EXERCISE: Write the entries below out again in full. Match every character.

ENTRIES SHOWN:

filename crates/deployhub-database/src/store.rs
//! Persistence traits consumed by the services and background workers.

use async_trait::async_trait;
use chrono::{DateTime, Utc};

use deployhub_core::result::AppResult;
use deployhub_core::types::{DeploymentId, PageRequest, PageResponse, ProjectId};
use deployhub_entity::deployment::{
    CreateDeployment, Deployment, DeploymentFilter, UpdateDeploymentStatus,
};
use deployhub_entity::project::{CreateProject, Project, UpdateProject};

/// Deployment persistence.
#[async_trait]
pub trait DeploymentStore: Send + Sync + std::fmt::Debug + 'static {
    /// Find a deployment by id, with its project name populated.
    async fn get_by_id(&self, id: DeploymentId) -> AppResult<Option<Deployment>>;

    /// List deployments matching `filter`, newest first.
    async fn get_paged(
        &self,
        filter: &DeploymentFilter,
        page: &PageRequest,
    ) -> AppResult<PageResponse<Deployment>>;

    /// Insert a new `pending` deployment.
    ///
    /// Fails with `NotFound` when the project does not exist.
    async fn create(&self, data: &CreateDeployment) -> AppResult<Deployment>;

    /// Apply a status change if it is a legal forward transition from the
    /// stored status.
    ///
    /// Fails with `NotFound` for an unknown id and `Conflict` when the
    /// stored status does not permit the change.
    async fn update_status(&self, update: &UpdateDeploymentStatus) -> AppResult<Deployment>;

    /// Non-expired deployments whose `expires_at` is at or before `now`,
    /// oldest expiry first, at most `limit` rows.
    async fn get_expired(&self, now: DateTime<Utc>, limit: u64) -> AppResult<Vec<Deployment>>;
}

/// Project persistence.
#[async_trait]
pub trait ProjectStore: Send + Sync + std::fmt::Debug + 'static {
    /// Find a project by id.
    async fn get_by_id(&self, id: ProjectId) -> AppResult<Option<Project>>;

    /// List projects ordered by name.
    async fn get_paged(&self, page: &PageRequest) -> AppResult<PageResponse<Project>>;

    /// Insert a project. Fails with `Conflict` on a duplicate name.
    async fn create(&self, data: &CreateProject) -> AppResult<Project>;

    /// Rename a project. Fails with `NotFound` or `Conflict`.
    async fn update(&self, id: ProjectId, data: &UpdateProject) -> AppResult<Project>;

    /// Delete a project and its deployment records. Returns `true` if a
    /// row was removed.
    async fn delete(&self, id: ProjectId) -> AppResult<bool>;
}
//! Redis connection management.

use redis::Client;
use redis::aio::{ConnectionManager, MultiplexedConnection};
use tracing::info;

use deployhub_core::config::RedisQueueConfig;
use deployhub_core::error::{AppError, ErrorKind};
use deployhub_core::result::AppResult;

/// Redis client wrapper with connection management.
///
/// Holds a reconnecting [`ConnectionManager`] for short commands and the
/// raw [`Client`] so blocking pops can open their own connection instead of
/// stalling the shared one.
#[derive(Debug, Clone)]
pub struct RedisClient {
    client: Client,
    conn: ConnectionManager,
    key_prefix: String,
}

impl RedisClient {
    /// Create a new Redis client from configuration.
    pub async fn connect(config: &RedisQueueConfig) -> AppResult<Self> {
        info!(url = %mask_redis_url(&config.url), "Connecting to Redis");

        let client = Client::open(config.url.as_str()).map_err(|e| {
            AppError::with_source(ErrorKind::Queue, "Failed to create Redis client", e)
        })?;

        let conn = ConnectionManager::new(client.clone()).await.map_err(|e| {
            AppError::with_source(ErrorKind::Queue, "Failed to connect to Redis", e)
        })?;

        info!("Connected to Redis");
        Ok(Self {
            client,
            conn,
            key_prefix: config.key_prefix.clone(),
        })
    }

    /// Get a clone of the shared connection manager.
    pub fn conn_mut(&self) -> ConnectionManager {
        self.conn.clone()
    }

    /// Open a dedicated connection for blocking commands.
    pub async fn blocking_connection(&self) -> AppResult<MultiplexedConnection> {
        self.client
            .get_multiplexed_async_connection()
            .await
            .map_err(|e| {
                AppError::with_source(ErrorKind::Queue, "Failed to open blocking Redis connection", e)
            })
    }

    /// Build a full key with the configured prefix.
    pub fn prefixed_key(&self, key: &str) -> String {
        format!("{}{key}", self.key_prefix)
    }
}

/// Mask password in Redis URL for safe logging.
fn mask_redis_url(url: &str) -> String {
    if let Some(at_pos) = url.rfind('@') {
        if let Some(colon_pos) = url[..at_pos].rfind(':') {
            let scheme_end = url.find("://").map(|p| p + 3).unwrap_or(0);
            if colon_pos >= scheme_end {
                return format!("{}:****@{}", &url[..colon_pos], &url[at_pos + 1..]);
            }
        }
    }
    url.to_string()
}
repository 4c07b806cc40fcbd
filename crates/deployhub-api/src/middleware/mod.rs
//! HTTP middleware.

pub mod logging;
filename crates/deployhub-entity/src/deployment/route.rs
//! Gateway route value object.

use serde::{Deserialize, Serialize};

use deployhub_core::types::{DeploymentId, ProjectId};

use super::model::Deployment;

/// One `ready` deployment as the reverse proxy sees it.
///
/// Routes are recomputed from the database on every regeneration and are
/// never persisted.
#[derive(Debug, Clone, PartialEq, Eq, PartialOrd, Ord, Serialize, Deserialize)]
pub struct GatewayRoute {
    /// Content hash; the leading hostname label.
    pub content_hash: String,
    /// Deployment the route belongs to.
    pub deployment_id: DeploymentId,
    /// Owning project.
    pub project_id: ProjectId,
    /// Project name used in the hostname.
    pub project_name: String,
    /// Entry path inside the artifact (`None` = root).
    pub entry_path: Option<String>,
}

impl GatewayRoute {
    /// Build a route from a deployment, falling back to `project_name` when
    /// the record carries no joined name.
    pub fn from_deployment(deployment: &Deployment, project_name: &str) -> Self {
        Self {
            content_hash: deployment.content_hash.clone(),
            deployment_id: deployment.id,
            project_id: deployment.project_id,
            project_name: deployment
                .project_name
                .clone()
                .unwrap_or_else(|| project_name.to_string()),
            entry_path: deployment.entry_path.clone(),
        }
    }
}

COMPLETED TASK:
filename crates/deployhub-database/src/store.rs
//! Persistence traits consumed by the services and background workers.

use async_trait::async_trait;
use chrono::{DateTime, Utc};

use deployhub_core::result::AppResult;
use deployhub_core::types::{DeploymentId, PageRequest, PageResponse, ProjectId};
use deployhub_entity::deployment::{
    CreateDeployment, Deployment, DeploymentFilter, UpdateDeploymentStatus,
};
use deployhub_entity::project::{CreateProject, Project, UpdateProject};

/// Deployment persistence.
#[async_trait]
pub trait DeploymentStore: Send + Sync + std::fmt::Debug + 'static {
    /// Find a deployment by id, with its project name populated.
    async fn get_by_id(&self, id: DeploymentId) -> AppResult<Option<Deployment>>;

    /// List deployments matching `filter`, newest first.
    async fn get_paged(
        &self,
        filter: &DeploymentFilter,
        page: &PageRequest,
    ) -> AppResult<PageResponse<Deployment>>;

    /// Insert a new `pending` deployment.
    ///
    /// Fails with `NotFound` when the project does not exist.
    async fn create(&self, data: &CreateDeployment) -> AppResult<Deployment>;

    /// Apply a status change if it is a legal forward transition from the
    /// stored status.
    ///
    /// Fails with `NotFound` for an unknown id and `Conflict` when the
    /// stored status does not permit the change.
    async fn update_status(&self, update: &UpdateDeploymentStatus) -> AppResult<Deployment>;

    /// Non-expired deployments whose `expires_at` is at or before `now`,
    /// oldest expiry first, at most `limit` rows.
    async fn get_expired(&self, now: DateTime<Utc>, limit: u64) -> AppResult<Vec<Deployment>>;
}

/// Project persistence.
#[async_trait]
pub trait ProjectStore: Send + Sync + std::fmt::Debug + 'static {
    /// Find a project by id.
    async fn get_by_id(&self, id: ProjectId) -> AppResult<Option<Project>>;

    /// List projects ordered by name.
    async fn get_paged(&self, page: &PageRequest) -> AppResult<PageResponse<Project>>;

    /// Insert a project. Fails with `Conflict` on a duplicate name.
    async fn create(&self, data: &CreateProject) -> AppResult<Project>;

    /// Rename a project. Fails with `NotFound` or `Conflict`.
    async fn update(&self, id: ProjectId, data: &UpdateProject) -> AppResult<Project>;

    /// Delete a project and its deployment records. Returns `true` if a
    /// row was removed.
    async fn delete(&self, id: ProjectId) -> AppResult<bool>;
}
//! Redis connection management.

use redis::Client;
use redis::aio::{ConnectionManager, MultiplexedConnection};
use tracing::info;

use deployhub_core::config::RedisQueueConfig;
use deployhub_core::error::{AppError, ErrorKind};
use deployhub_core::result::AppResult;

/// Redis client wrapper with connection management.
///
/// Holds a reconnecting [`ConnectionManager`] for short commands and the
/// raw [`Client`] so blocking pops can open their own connection instead of
/// stalling the shared one.
#[derive(Debug, Clone)]
pub struct RedisClient {
    client: Client,
    conn: ConnectionManager,
    key_prefix: String,
}

impl RedisClient {
    /// Create a new Redis client from configuration.
    pub async fn connect(config: &RedisQueueConfig) -> AppResult<Self> {
        info!(url = %mask_redis_url(&config.url), "Connecting to Redis");

        let client = Client::open(config.url.as_str()).map_err(|e| {
            AppError::with_source(ErrorKind::Queue, "Failed to create Redis client", e)
        })?;

        let conn = ConnectionManager::new(client.clone()).await.map_err(|e| {
            AppError::with_source(ErrorKind::Queue, "Failed to connect to Redis", e)
        })?;

        info!("Connected to Redis");
        Ok(Self {
            client,
            conn,
            key_prefix: config.key_prefix.clone(),
        })
    }

    /// Get a clone of the shared connection manager.
    pub fn conn_mut(&self) -> ConnectionManager {
        self.conn.clone()
    }

    /// Open a dedicated connection for blocking commands.
    pub async fn blocking_connection(&self) -> AppResult<MultiplexedConnection> {
        self.client
            .get_multiplexed_async_connection()
            .await
            .map_err(|e| {
                AppError::with_source(ErrorKind::Queue, "Failed to open blocking Redis connection", e)
            })
    }

    /// Build a full key with the configured prefix.
    pub fn prefixed_key(&self, key: &str) -> String {
        format!("{}{key}", self.key_prefix)
    }
}

/// Mask password in Redis URL for safe logging.
fn mask_redis_url(url: &str) -> String {
    if let Some(at_pos) = url.rfind('@') {
        if let Some(colon_pos) = url[..at_pos].rfind(':') {
            let scheme_end = url.find("://").map(|p| p + 3).unwrap_or(0);
            if colon_pos >= scheme_end {
                return format!("{}:****@{}", &url[..colon_pos], &url[at_pos + 1..]);
            }
        }
    }
    url.to_string()
}
repository 4c07b806cc40fcbd
filename crates/deployhub-api/src/middleware/mod.rs
//! HTTP middleware.

pub mod logging;
filename crates/deployhub-entity/src/deployment/route.rs
//! Gateway route value object.

use serde::{Deserialize, Serialize};

use deployhub_core::types::{DeploymentId, ProjectId};

use super::model::Deployment;

/// One `ready` deployment as the reverse proxy sees it.
///
/// Routes are recomputed from the database on every regeneration and are
/// never persisted.
#[derive(Debug, Clone, PartialEq, Eq, PartialOrd, Ord, Serialize, Deserialize)]
pub struct GatewayRoute {
    /// Content hash; the leading hostname label.
    pub content_hash: String,
    /// Deployment the route belongs to.
    pub deployment_id: DeploymentId,
    /// Owning project.
    pub project_id: ProjectId,
    /// Project name used in the hostname.
    pub project_name: String,
    /// Entry path inside the artifact (`None` = root).
    pub entry_path: Option<String>,
}

impl GatewayRoute {
    /// Build a route from a deployment, falling back to `project_name` when
    /// the record carries no joined name.
    pub fn from_deployment(deployment: &Deployment, project_name: &str) -> Self {
        Self {
            content_hash: deployment.content_hash.clone(),
            deployment_id: deployment.id,
            project_id: deployment.project_id,
            project_name: deployment
                .project_name
                .clone()
                .unwrap_or_else(|| project_name.to_string()),
            entry_path: deployment.entry_path.clone(),
        }
    }
}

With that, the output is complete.